I don’t think so. Let me add my own small lesson.

To Sign a Contract? Or to Trust?

In addition to speaking and writing, I run a seminar business. I’ve spent this week training a half dozen worldwide potential trainers, sharing with them all the training manuals, approaches, ideas and concepts that I have developed over the years.

Normal procedure would be for me to have them all sign a non-disclosure agreement to protect my intellectual property, which is, after all, the source of my livelihood. Such agreements can be more or less complex. If violated, they give me the legal right to pursue redress in courts in various countries should one of my licensees/coaches/contractors abscond with my materials or be found to be using them for their own purposes without properly getting my approval or compensating me appropriately.

I could have done that.

Instead, I explained to them that I would prefer to trust them to do the right thing. We went through a 60-second ceremony. All of us raised our hands and, looking at each other, pledged two things: to respect my intellectual property in the commonsense way they felt was right; and if there was any question about what that meant, to talk to me and the rest of our team about it.

No papers. No contracts. Nothing written. Not enforceable in any court of law.

Where’s the Enforceability in Trust?

I feel more protected by this oath than I do by any legal agreement I might have signed. Why? Certainly not because it’s enforceable in a court of law.

Rather, because it’s enforceable in a higher court; the one of their conscience. Conscience is triggered by conscious, collaborative relationships between human beings.

I have no doubt that this group of people, with whom I have worked closely over several days and for months preceding this gathering, will honor the pledge. I trust them. This is partly because of who I know them to be, and also partly because I trust them.

Trust is not something you work on directly; trust is a result. It is the result of two parties interacting: one who trusts, and the other who is trusted. You can practice both trusting and being trustworthy. Probably the fastest way to make people more trustworthy is to trust them first.

Is it risky? Of course.  But I think it is less risky than relying on the rather impersonal and tenuous threads of trademark law. My recourse to legal violations is courts, which are costly, time-consuming, and generally manufacture ill-will in the pursuit of their justice.

By contrast, trusting my business relationships itself increases their trustworthiness, which also lowers my risk–and at near-zero cost. My means of enforcement is pre-installed within them in the form of their consciences.

It’s a win-win. Except maybe for the lawyers.

And frankly I think there’s room for lawyers to gain from this too. But that’s another blog.

12 replies
  1. Doug Cornelius
    Doug Cornelius says:




    Charlie –

    Being a lawyer by training, I have some bias.

    I think you are comparing two different approaches. The first is creating the trust and avoiding the breach of the trust. The second is what happens in the event of a breach of trust.

    A contract does not prevent a party from breaching trust or taking an action in violation of the contract. It just provides for the consequences of failure.

    You approach is to avoid even getting to that point. I would argue that your 60-second ceremony is a better education for the participants on what they should (and should not) do than their quick read and signature on a non-disclosure contract. Your ceremony goes further in creating trust and avoiding the breach of trust than the contract. As you point out, it has less power once the breach occurs.

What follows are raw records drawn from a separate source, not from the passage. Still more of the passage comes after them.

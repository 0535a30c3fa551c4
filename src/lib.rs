//! collagekit
//!
//! Assembles a fixed number of independently generated images into a single
//! collage: a grid of rounded, bordered cells on a solid background with a
//! title label on top, exported as PNG.
//!
//! # Pipeline
//!
//! - **Loading**: every encoded image is decoded in parallel; the load is
//!   all-or-nothing
//! - **Layout**: cell geometry from canvas size, gap and grid dimensions
//! - **Cover fit**: a centered crop per image that fills its cell
//! - **Compositing**: an ordered draw plan rasterized onto an exclusively
//!   owned surface
//! - **Export**: PNG bytes with a fixed file name
//!
//! # Example
//!
//! ```no_run
//! use collagekit::{CollageConfig, CollageRequest, RenderSurface, SourceImage};
//!
//! # fn main() -> Result<(), Box<dyn std::error::Error>> {
//! let config = CollageConfig::default();
//! let images = (1..=4)
//!     .map(|i| std::fs::read(format!("image{}.png", i)).map(SourceImage::from))
//!     .collect::<Result<Vec<_>, _>>()?;
//!
//! let mut compositor = collagekit::new_compositor(&config)?;
//! let mut surface = RenderSurface::new(config.canvas_width, config.canvas_height)?;
//! let request = CollageRequest::new(images, "Watercolor", config.grid_spec());
//! let artifact = compositor.compose_blocking(&mut surface, &request)?;
//!
//! let png = artifact.export(&surface, &config.export_file_name)?;
//! png.save(std::path::Path::new("."))?;
//! # Ok(())
//! # }
//! ```

use serde::{Deserialize, Serialize};
use std::path::Path;

pub mod compositor;
pub mod error;
pub mod loader;
pub mod rendering;

pub use compositor::{CollageArtifact, CollageRequest, CompositionState, Compositor};
pub use error::{Error, Result};
pub use loader::{decode_image, load_images, DecodedImage, SourceImage};
pub use rendering::{
    export_png, Cell, CropRect, ExportedImage, GridSpec, LabelStyle, PaintStyle, RenderSurface,
    Rgba, DEFAULT_EXPORT_FILE_NAME,
};

/// Configuration for the compositor
///
/// The defaults describe the classic four-image collage: a 1024px square
/// canvas split into a 2x2 grid with 10px gaps, 24px rounded corners and a
/// faint white border around each cell.
///
/// Every field may be omitted when loading from JSON; missing fields take
/// their default value.
///
/// # Examples
///
/// ```
/// let cfg = collagekit::CollageConfig::default();
/// assert_eq!(cfg.grid_spec().cell_width(), 497.0);
/// ```
#[derive(Debug, Clone, PartialEq, Serialize, Deserialize)]
#[serde(default)]
pub struct CollageConfig {
    /// Canvas width in pixels
    pub canvas_width: u32,
    /// Canvas height in pixels
    pub canvas_height: u32,
    pub rows: u32,
    pub cols: u32,
    /// Gap between cells and around the outer edge, in pixels
    pub gap: u32,
    /// Requested corner radius; clamped per cell to half its shorter side
    pub corner_radius: f32,
    /// Border stroke width (0 disables the border)
    pub border_width: f32,
    pub background: Rgba,
    pub border: Rgba,
    pub label: LabelStyle,
    /// File name handed to the save action
    pub export_file_name: String,
}

impl Default for CollageConfig {
    fn default() -> Self {
        let paint = PaintStyle::default();
        Self {
            canvas_width: 1024,
            canvas_height: 1024,
            rows: 2,
            cols: 2,
            gap: 10,
            corner_radius: paint.corner_radius,
            border_width: paint.border_width,
            background: paint.background,
            border: paint.border,
            label: paint.label,
            export_file_name: DEFAULT_EXPORT_FILE_NAME.to_string(),
        }
    }
}

impl CollageConfig {
    pub fn from_json_str(json: &str) -> Result<Self> {
        let config: Self = serde_json::from_str(json)
            .map_err(|e| Error::ConfigError(format!("Failed to parse config: {}", e)))?;
        config.validate()?;
        Ok(config)
    }

    pub fn from_json_file(path: &Path) -> Result<Self> {
        let data = std::fs::read_to_string(path).map_err(|e| {
            Error::ConfigError(format!("Failed to read {}: {}", path.display(), e))
        })?;
        Self::from_json_str(&data)
    }

    pub fn grid_spec(&self) -> GridSpec {
        GridSpec {
            canvas_width: self.canvas_width,
            canvas_height: self.canvas_height,
            rows: self.rows,
            cols: self.cols,
            gap: self.gap,
        }
    }

    pub fn paint_style(&self) -> PaintStyle {
        PaintStyle {
            background: self.background,
            corner_radius: self.corner_radius,
            border_width: self.border_width,
            border: self.border,
            label: self.label.clone(),
        }
    }

    /// Reject values the compositor cannot work with.
    pub fn validate(&self) -> Result<()> {
        let grid = self.grid_spec();
        grid.validate(grid.cell_count())
            .map_err(|e| Error::ConfigError(e.to_string()))?;

        let finite_non_negative = |name: &str, v: f32| {
            if v.is_finite() && v >= 0.0 {
                Ok(())
            } else {
                Err(Error::ConfigError(format!("{} must be a non-negative number, got {}", name, v)))
            }
        };
        finite_non_negative("corner_radius", self.corner_radius)?;
        finite_non_negative("border_width", self.border_width)?;
        finite_non_negative("label.x", self.label.x)?;
        finite_non_negative("label.y", self.label.y)?;
        finite_non_negative("label.padding", self.label.padding)?;
        finite_non_negative("label.corner_radius", self.label.corner_radius)?;
        if !(self.label.scale.is_finite() && self.label.scale > 0.0) {
            return Err(Error::ConfigError(format!(
                "label.scale must be positive, got {}",
                self.label.scale
            )));
        }

        rendering::check_file_name(&self.export_file_name)
            .map_err(|e| Error::ConfigError(e.to_string()))?;
        Ok(())
    }
}

/// Create a compositor for `config` after validating it
pub fn new_compositor(config: &CollageConfig) -> Result<Compositor> {
    config.validate()?;
    Ok(Compositor::from_config(config))
}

    I think you have said before that if you want to create trust, you have to be clear about your expectations.

    Too often contracts are poorly written in telling the parties what is expected of them. Legalese just hides the obligations and is often ignored by the parties until a breach. But that is another blog.

    Reply
  2. John Spence
    John Spence says:

    Charles – a great post – and I am probably another good example of "Trust NOT Contracts" school of business. I have run my consulting and training business for 16 years with no contracts. I also own an advertising firm and have no contracts there. A few clients have asked for one – and I let them write it. Some of my engagements are upwards of $300,000 == all on a handshake and trust, and I have never had any problems – none. The ONLY issues I have ever encountered is when I have hired vendors to work for me and they have required that I sign some long and convoluted contract for their services, which usually indicates we will end up in court some day because they try to depend on the contract to enforce payment… regardless of the quality of the work!!! Now when a vendor hands me a five page contract – I look for someone else to do the work.  From my own personal experience, if you are really good at what you do and have very high integrity – contracts are not needed.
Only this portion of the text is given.